When the true extent of Covid-19 became apparent in March, 150 rough sleepers needed to be re-housed instantly. Hotels seemed the obvious location, and where once three were being utilised now only one hotel is being used, by 33 rough sleepers.
The Light Project Peterborough charity was responsible for their food provision, and in that time more than 30,000 meals have been provided by individuals, community groups and the religious sector.
The Garden House in Wheel Yard, as part of the Light Project, has helped people throughout the crisis as a facility for rough sleepers to visit and seek help in numerous forms, and has slowly begun to return to some form of normality.
With the new 'rule of six' edict being issued, the kitchen space has been reduced, and only six people are let into the site excluding volunteers and staff. Anyone who comes into contact with other people who they would not normally see must wear a mask. Last week the Garden House opened up for a Sunday for the first time in months.
James said: "We've been open for the duration of lockdown, and I think in part that's because we put in some strict measures which everyone is complying with. As someone who is the 'enforcer' of these rules my job has been very easy."
When we spoke in March, James remarked that rough sleepers essentially 'invented' social distancing before it became common usage.
James said: "It's a tough old gig out on the streets at the best of times, but even harder now for lots of our guests. Generally you're either homeless or you've got somewhere, but in the middle there used to be emergency provision in what were called crash beds - that doesn't exist at the moment.

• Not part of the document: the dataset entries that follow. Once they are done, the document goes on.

//! Live-swapping plugin instance
//!
//! Owns a plugin's in-process module (if one is registered) and its remote
//! connection (if one is attached). Calls go to the remote while it is
//! connected and to the module otherwise. Switching either way re-opens the
//! plugin with its last saved state.

use gridwell_bridge::exports;
use gridwell_bridge::{CallError, CallResult, CallReturn, HostContext, LogLevel, PluginBackend};
use gridwell_core::TypedArg;

use crate::inproc::InProcessBackend;
use crate::listener::ConnectionRegistry;
use crate::remote::RemoteBackend;

/// Which backend serves calls right now.
#[derive(Clone, Copy, Debug, PartialEq, Eq)]
pub enum ActiveBackend {
    InProcess,
    Remote,
    None,
}

#[derive(Debug)]
pub struct PluginInstance {
    name: String,
    identity: String,
    local: Option<InProcessBackend>,
    remote: RemoteBackend,
    saved: Vec<u8>,
    open_pending: bool,
    fell_back: bool,
}

impl PluginInstance {
    /// Instance backed by `local`, identified by the module's identity.
    pub fn new(name: impl Into<String>, local: Option<InProcessBackend>) -> Self {
        let name = name.into();
        let identity = local
            .as_ref()
            .map(|l| l.identity().to_owned())
            .unwrap_or_else(|| name.clone());
        Self {
            name,
            identity,
            local,
            remote: RemoteBackend::default(),
            saved: Vec::new(),
            open_pending: false,
            fell_back: false,
        }
    }

    pub fn with_identity(mut self, identity: impl Into<String>) -> Self {
        self.identity = identity.into();
        self
    }

    pub fn name(&self) -> &str {
        &self.name
    }

    pub fn identity(&self) -> &str {
        &self.identity
    }

    pub fn has_local(&self) -> bool {
        self.local.is_some()
    }

    pub fn active(&self) -> ActiveBackend {
        if self.remote.is_connected() {
            ActiveBackend::Remote
        } else if self.local.is_some() {
            ActiveBackend::InProcess
        } else {
            ActiveBackend::None
        }
    }

    /// Last state handed to or taken from the plugin.
    pub fn saved_state(&self) -> &[u8] {
        &self.saved
    }

    /// True once after the remote dropped and calls fell back to the module.
    pub fn take_fell_back(&mut self) -> bool {
        std::mem::take(&mut self.fell_back)
    }

    // ─────────────────────────────────────────────────────────────────────────
    // Swapping
    // ─────────────────────────────────────────────────────────────────────────

    /// Attach a waiting connection for this plugin, if there is one.
    ///
    /// The module's current state is saved first so the remote opens where
    /// the module left off.
    pub fn poll(&mut self, registry: &ConnectionRegistry, ctx: &mut HostContext<'_>) -> bool {
        let Some(conn) = registry.take(&self.identity) else {
            return false;
        };
        if !self.remote.is_connected() && self.local.is_some() {
            if let Err(e) = self.save(ctx) {
                tracing::debug!(plugin = %self.name, error = %e, "save before attach failed");
            }
        }
        ctx.state.log.push(
            &self.name,
            LogLevel::Info,
            format!("remote attached from {:?}", conn.peer()),
        );
        self.remote.attach(conn);
        self.open_pending = true;
        true
    }

    /// Drop the remote connection and go back to the module.
    pub fn detach_remote(&mut self) {
        if self.remote.detach().is_some() {
            self.open_pending = true;
        }
    }

    fn fall_back(&mut self, ctx: &mut HostContext<'_>, error: &CallError) {
        ctx.state.log.push(
            &self.name,
            LogLevel::Warn,
            format!("remote lost ({error}), falling back"),
        );
        self.fell_back = true;
        self.open_pending = true;
    }

    // ─────────────────────────────────────────────────────────────────────────
    // Calls
    // ─────────────────────────────────────────────────────────────────────────

    fn call_active(
        &mut self,
        ctx: &mut HostContext<'_>,
        function: &str,
        args: Vec<TypedArg>,
    ) -> CallResult<CallReturn> {
        if self.remote.is_connected() {
            let result = self.remote.call(ctx, function, args);
            if let Err(e) = &result {
                if !self.remote.is_connected() {
                    self.fall_back(ctx, e);
                }
            }
            return result;
        }
        match self.local.as_mut() {
            Some(local) => local.call(ctx, function, args),
            None => Err(CallError::NoModule),
        }
    }

    /// Re-open with the saved state after a swap.
    fn reopen_if_needed(&mut self, ctx: &mut HostContext<'_>) {
        if !self.open_pending || self.active() == ActiveBackend::None {
            return;
        }
        self.open_pending = false;
        let state = TypedArg::Bytes(self.saved.clone());
        match self.call_active(ctx, exports::OPEN, vec![state]) {
            Ok(ret) if !ret.handled() => {
                tracing::debug!(plugin = %self.name, "open did not take the saved state");
            }
            Ok(_) => {}
            Err(e) => ctx.state.log.push(
                &self.name,
                LogLevel::Warn,
                format!("open failed: {e}"),
            ),
        }
    }

    /// Call any export on the active backend.
    pub fn call(
        &mut self,
        ctx: &mut HostContext<'_>,
        function: &str,
        args: Vec<TypedArg>,
    ) -> CallResult<CallReturn> {
        self.reopen_if_needed(ctx);
        self.call_active(ctx, function, args)
    }

    /// Hand the plugin its persisted state.
    pub fn open(&mut self, ctx: &mut HostContext<'_>, state: Vec<u8>) -> CallResult<bool> {
        self.saved = state;
        self.open_pending = false;
        let ret = self.call_active(ctx, exports::OPEN, vec![TypedArg::Bytes(self.saved.clone())])?;
        Ok(ret.handled())
    }

    pub fn render(&mut self, ctx: &mut HostContext<'_>) -> CallResult<CallReturn> {
        self.call(ctx, exports::RENDER, Vec::new())
    }

    /// Ask the plugin for its state. `None` when it did not handle `save`.
    pub fn save(&mut self, ctx: &mut HostContext<'_>) -> CallResult<Option<Vec<u8>>> {
        let ret = self.call(ctx, exports::SAVE, Vec::new())?;
        if !ret.handled() {
            return Ok(None);
        }
        self.saved = ret.secondary.clone();
        Ok(Some(ret.secondary))
    }

    /// Identity reported by the plugin itself.
    pub fn info(&mut self, ctx: &mut HostContext<'_>) -> CallResult<String> {
        let ret = self.call(ctx, exports::INFO, Vec::new())?;
        Ok(String::from_utf8_lossy(&ret.to_bytes()).into_owned())
    }
}

#[cfg(test)]
mod tests {
    use super::*;
    use gridwell_bridge::{
        ExportSignature, HostCalls, HostCallsExt, HostState, NoSubRender, PluginModule,
    };

    #[derive(Default)]
    struct Notes {
        text: Vec<u8>,
        renders: usize,
    }

    impl PluginModule for Notes {
        fn identity(&self) -> &str {
            "notes"
        }

        fn exports(&self) -> Vec<ExportSignature> {
            exports::standard()
        }

        fn call(
            &mut self,
            host: &mut dyn HostCalls,
            function: &str,
            args: Vec<TypedArg>,
        ) -> CallResult<Option<TypedArg>> {
            match function {
                exports::OPEN => {
                    self.text = args[0].as_bytes().unwrap_or_default().to_vec();
                    Ok(Some(TypedArg::Int64(1)))
                }
                exports::SAVE => {
                    self.text.extend_from_slice(b"+");
                    host.set_return(&self.text)?;
                    Ok(Some(TypedArg::Int64(1)))
                }
                exports::INFO => {
                    host.set_return(b"notes 1.0")?;
                    Ok(None)
                }
                _ => {
                    self.renders += 1;
                    Ok(Some(TypedArg::Int64(0)))
                }
            }
        }
    }

    fn instance() -> PluginInstance {
        PluginInstance::new(
            "notes",
            Some(InProcessBackend::new(Box::new(Notes::default()))),
        )
    }

    #[test]
    fn test_open_save_round_trip() {
        let mut state = HostState::default();
        let mut sub = NoSubRender;
        let mut ctx = HostContext::new(&mut state, "notes", &mut sub);
        let mut p = instance();

        assert_eq!(p.identity(), "notes");
        assert_eq!(p.active(), ActiveBackend::InProcess);
        assert!(p.open(&mut ctx, b"hello".to_vec()).unwrap());
        assert_eq!(p.save(&mut ctx).unwrap(), Some(b"hello+".to_vec()));
        assert_eq!(p.saved_state(), b"hello+");
        assert_eq!(p.info(&mut ctx).unwrap(), "notes 1.0");
        assert_eq!(p.render(&mut ctx).unwrap().primary_i64(), Some(0));
    }

    #[test]
    fn test_no_backend() {
        let mut state = HostState::default();
        let mut sub = NoSubRender;
        let mut ctx = HostContext::new(&mut state, "ghost", &mut sub);
        let mut p = PluginInstance::new("ghost", None);
        assert_eq!(p.active(), ActiveBackend::None);
        assert!(matches!(p.render(&mut ctx), Err(CallError::NoModule)));
        assert!(!p.take_fell_back());
    }

    #[test]
    fn test_poll_without_connection_is_noop() {
        let mut state = HostState::default();
        let mut sub = NoSubRender;
        let mut ctx = HostContext::new(&mut state, "notes", &mut sub);
        let mut p = instance();
        assert!(!p.poll(&ConnectionRegistry::new(), &mut ctx));
        assert_eq!(p.active(), ActiveBackend::InProcess);
    }
}
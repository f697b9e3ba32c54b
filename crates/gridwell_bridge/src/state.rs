//! Host state
//!
//! Everything a plugin call can touch, owned in one place and passed by
//! `&mut` into dispatch. Nothing in the bridge is global.

use std::time::Instant;

use gridwell_core::{Coercion, Rect, Size};
use gridwell_layout::{DivId, FrameInput, InputEvent, LayoutMemory, LevelStack};
use gridwell_paint::{MonospaceMetrics, PaintBackend, TextMetrics};

use crate::assets::AssetDir;
use crate::log::{LogLevel, PluginLog};
use crate::pending::PendingStack;
use crate::storage::{Storage, StorageEngine};
use crate::translate::Translations;

/// Name of the base level.
pub const BASE_LEVEL: &str = "main";

/// Payload picked up by a drag source.
#[derive(Clone, Debug, PartialEq)]
pub struct DragPayload {
    /// Plugin that started the drag.
    pub plugin: String,
    pub bytes: Vec<u8>,
}

/// Crop set by `PaintCrop`, valid while the same div stays current.
#[derive(Clone, Copy, Debug, PartialEq)]
pub(crate) struct CropOverride {
    pub level: usize,
    pub div: DivId,
    pub rect: Rect,
}

pub struct HostState {
    pub levels: LevelStack,
    pub memory: LayoutMemory,
    pub input: FrameInput,
    pub window: Size,
    pub cell_px: f32,
    pub coercion: Coercion,
    pub storage: Storage,
    pub metrics: Box<dyn TextMetrics>,
    pub translations: Translations,
    pub log: PluginLog,
    pub assets: AssetDir,
    pub drag: Option<DragPayload>,
    pub pending: PendingStack,
    pub(crate) crop: Option<CropOverride>,
    started: Instant,
}

impl Default for HostState {
    fn default() -> Self {
        Self::new(Size::new(800.0, 600.0), 20.0)
    }
}

impl HostState {
    pub fn new(window: Size, cell_px: f32) -> Self {
        Self {
            levels: LevelStack::new(BASE_LEVEL),
            memory: LayoutMemory::new(),
            input: FrameInput::new(),
            window,
            cell_px,
            coercion: Coercion::default(),
            storage: Storage::default(),
            metrics: Box::new(MonospaceMetrics::default()),
            translations: Translations::default(),
            log: PluginLog::default(),
            assets: AssetDir::none(),
            drag: None,
            pending: PendingStack::new(),
            crop: None,
            started: Instant::now(),
        }
    }

    pub fn with_coercion(mut self, coercion: Coercion) -> Self {
        self.coercion = coercion;
        self
    }

    pub fn with_storage(mut self, engine: Box<dyn StorageEngine>) -> Self {
        self.storage = Storage::new(engine);
        self
    }

    pub fn with_metrics(mut self, metrics: Box<dyn TextMetrics>) -> Self {
        self.metrics = metrics;
        self
    }

    pub fn with_translations(mut self, translations: Translations) -> Self {
        self.translations = translations;
        self
    }

    pub fn with_assets(mut self, assets: AssetDir) -> Self {
        self.assets = assets;
        self
    }

    pub fn with_memory(mut self, memory: LayoutMemory) -> Self {
        self.memory = memory;
        self
    }

    pub fn with_log_capacity(mut self, capacity: usize) -> Self {
        self.log = PluginLog::new(capacity);
        self
    }

    /// Seconds since the host started.
    pub fn elapsed(&self) -> f64 {
        self.started.elapsed().as_secs_f64()
    }

    pub fn push_input(&mut self, event: InputEvent) {
        self.input.apply(event);
    }

    pub fn resize(&mut self, window: Size) {
        self.window = window;
    }

    // ─────────────────────────────────────────────────────────────────────────
    // Tick
    // ─────────────────────────────────────────────────────────────────────────

    pub fn begin_tick(&mut self) {
        self.crop = None;
        self.levels
            .begin_tick(self.window, self.cell_px, &mut self.input, &mut self.memory);
    }

    /// Close the frame: report layout misuse against `owner`, sweep, and
    /// commit the tick's storage transaction.
    pub fn end_tick(&mut self, owner: &str) {
        for e in self.levels.end_tick(&mut self.memory) {
            self.log.push(owner, LogLevel::Warn, e.to_string());
        }
        if let Err(e) = self.storage.commit_tick() {
            self.log.push(owner, LogLevel::Error, format!("commit failed: {e}"));
        }
        if !self.input.down {
            self.drag = None;
        }
        self.crop = None;
        self.input.end_tick();
    }

    pub fn flush(&mut self, backend: &mut dyn PaintBackend) {
        self.levels.flush(backend);
    }

    /// Write every live node's scroll and resize state into memory.
    pub fn flush_memory(&mut self) {
        self.levels.flush_memory(&mut self.memory);
    }

    pub(crate) fn current_level_index(&self) -> usize {
        let current = &self.levels.current().name;
        self.levels
            .levels()
            .iter()
            .position(|l| &l.name == current)
            .unwrap_or(0)
    }
}

#[cfg(test)]
mod tests {
    use super::*;
    use gridwell_core::{GridRect, Point};
    use gridwell_paint::RecordingBackend;

    #[test]
    fn test_tick_reports_usage_errors_to_log() {
        let mut state = HostState::default();
        state.begin_tick();
        let memory = &state.memory;
        state
            .levels
            .current_mut()
            .div_start("open", GridRect::new(0, 0, 1, 1), memory);
        state.end_tick("demo");

        let entry = state.log.last().unwrap();
        assert_eq!(entry.plugin, "demo");
        assert_eq!(entry.level, LogLevel::Warn);
    }

    #[test]
    fn test_drag_cleared_when_released() {
        let mut state = HostState::default();
        state.push_input(InputEvent::PointerMove(Point::new(5.0, 5.0)));
        state.push_input(InputEvent::PointerDown);
        state.begin_tick();
        state.drag = Some(DragPayload {
            plugin: "a".into(),
            bytes: vec![1],
        });
        state.end_tick("a");
        assert!(state.drag.is_some());

        state.push_input(InputEvent::PointerUp);
        state.begin_tick();
        state.end_tick("a");
        assert!(state.drag.is_none());
    }

    #[test]
    fn test_flush_reaches_backend() {
        let mut state = HostState::new(Size::new(100.0, 50.0), 10.0);
        let mut backend = RecordingBackend::default();
        state.begin_tick();
        state.end_tick("a");
        state.flush(&mut backend);
        let frame = backend.last_frame().unwrap();
        assert_eq!(frame.window, Size::new(100.0, 50.0));
        assert_eq!(frame.layers.len(), 1);
    }
}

"So where as before I might have said 'John, I've persuaded our colleagues in housing to put you in this facility which at least gives you a bed for the night', now that option isn't available. And that may in part explain why people are seeing more people out on the street, and for longer - there isn't that middle provision.
"It's driven by the government directive about 'shared air', and it's very difficult to overcome unless you're going to offer everyone an individual room.
"There have to be some conversations about the winter because the other trigger for providing accommodation in the past has been SWEP - Severe Weather Emergency Provision, for when the weather takes a downturn. We are talking to the local authority about what the plan is.
"Also this year because of government directives there will be no Winter Night Shelter in the mix, which Light Project Peterborough has been running very successfully in the past five years. So in addition to any emergency provision from the local authority we were providing eight additional beds over what was nearly a six-month period.
"So there are some big issues facing everybody around what we would call our homeless friends, from food provision to accommodation to those falling outside the net with no recourse to public funds."
During the course of our 20 minute chat we spoke to James about rough sleepers specifically coming to Peterborough, the new operation in Peterborough targeting begging known as Operation Luscombe, the current status of the building and what will happen if and when evictions begin.
We also spoke to Darren Williams, who has been a volunteer since December last year - Peterborough Matters interviewed him in the front kitchen, in-between him helping two gentlemen with a cup of tea.
He said: "It certainly has changed since Covid-19. And now, due to the limiting of six people at one time I'm thankfully getting a lot more exercise coming to the front gates and letting people in.
"All guests have masks and we have a secure handwashing for everyone as well. We need to keep track and trace records for those who have arrived, so should a case arrive we are able to trace them. Mobile phones are vital for everyone, but particularly rough sleepers - they can't get universal credit without them, for example.
"Every day is completely different. But we aim to provide a safe welcoming space, whatever happens."
One of those people who was recently helped is Chris, who has been furloughed as a forklift truck driver.
Earlier this year he contemplated suicide twice - at one point holding 48 co-codomol and two bleach tablets in his hand to "finish himself off" - before being saved by the staff at AAU at Edith Cavell and then The Garden House. He is complimentary of both
On the Garden House he said: "They are all fantastic here, and go that extra mile - they took my details, phoned housing, and kept pestering them - that's what's needed to take people off the street. It seems more gets done here than other places
"They've helped me find temporary accommodation, which is good. I was in a really bad place, hearing voices, at my last place. There's a hell of a lot of drugs there and I just literally left everything and ended up on the streets, and then hospital.
"I feel much better now and would recommend anyone who finds themselves in the situation to come here for a start."
Chris wishes the old hospital could have been used for housing homeless people, and believes Peterborough City Council should be doing more to find funding - while recognising the current situation.
He said: "Covid will be about for a long while I'm afraid - it's not just going to go. This time it might come back stronger because it mutates. Boris Johnson has said six months but I think that's unrealistic.
"I've got to find out if I'm still furloughed, which is a phone call I'm not looking forward to. There is work out there if you want it. But people are very very nervous about taking that first step and going back into work - once they do that they'll be OK.
"I am lucky because I have good people around me at work and have been a forklift driver all my life - I know what it's all about."